■ **REQUIREMENT**: What is the number of lines below that include "Create"? Give that number alone.

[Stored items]
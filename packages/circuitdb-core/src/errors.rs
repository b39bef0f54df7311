//! Error types for circuitdb-core
//!
//! Provides unified error handling across the crate.

use thiserror::Error;

use crate::config::ConfigError;

/// Main error type for circuitdb operations
#[derive(Debug, Error)]
pub enum CircuitDbError {
    /// Caller-supplied data violates an ordering/uniqueness rule, or a name is malformed
    #[error("Invalid argument: {0}")]
    InvalidArgument(String),

    /// A required cross-field precondition is missing (e.g. no technology on a cell)
    #[error("Invalid state: {0}")]
    InvalidState(String),

    /// Structural invariant broken (reported by the checker)
    #[error("Invariant violation: {0}")]
    InvariantViolation(String),

    /// A usage references an export that no longer exists in the subcell
    #[error("Dangling reference: {0}")]
    DanglingReference(String),

    /// A serialized key could not be resolved to a live handle
    #[error("Invalid object state: {0}")]
    InvalidObjectState(String),

    /// Configuration error
    #[error("Configuration error: {0}")]
    Config(#[from] ConfigError),

    /// Metrics registration failed
    #[error("Metrics error: {0}")]
    Metrics(#[from] prometheus::Error),
}

impl CircuitDbError {
    /// Create an invalid-argument error
    pub fn invalid_argument(msg: impl Into<String>) -> Self {
        CircuitDbError::InvalidArgument(msg.into())
    }

    /// Create an invalid-state error
    pub fn invalid_state(msg: impl Into<String>) -> Self {
        CircuitDbError::InvalidState(msg.into())
    }

    /// Create an invariant violation
    pub fn invariant(msg: impl Into<String>) -> Self {
        CircuitDbError::InvariantViolation(msg.into())
    }

    /// Create a dangling-reference error
    pub fn dangling(msg: impl Into<String>) -> Self {
        CircuitDbError::DanglingReference(msg.into())
    }

    /// Create an invalid-object-state error (unresolvable key)
    pub fn invalid_object_state(msg: impl Into<String>) -> Self {
        CircuitDbError::InvalidObjectState(msg.into())
    }

    /// Short machine-readable name of the error kind
    pub fn kind_str(&self) -> &'static str {
        match self {
            CircuitDbError::InvalidArgument(_) => "invalid_argument",
            CircuitDbError::InvalidState(_) => "invalid_state",
            CircuitDbError::InvariantViolation(_) => "invariant_violation",
            CircuitDbError::DanglingReference(_) => "dangling_reference",
            CircuitDbError::InvalidObjectState(_) => "invalid_object_state",
            CircuitDbError::Config(_) => "config",
            CircuitDbError::Metrics(_) => "metrics",
        }
    }
}

/// Result type alias for circuitdb operations
pub type Result<T> = std::result::Result<T, CircuitDbError>;

/// Return an `InvariantViolation` from the enclosing function unless `cond` holds.
macro_rules! ensure_invariant {
    ($cond:expr, $($arg:tt)+) => {
        if !$cond {
            return Err($crate::errors::CircuitDbError::invariant(format!($($arg)+)));
        }
    };
}

pub(crate) use ensure_invariant;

■ **RESPONSE TO THIS EXERCISE**: 5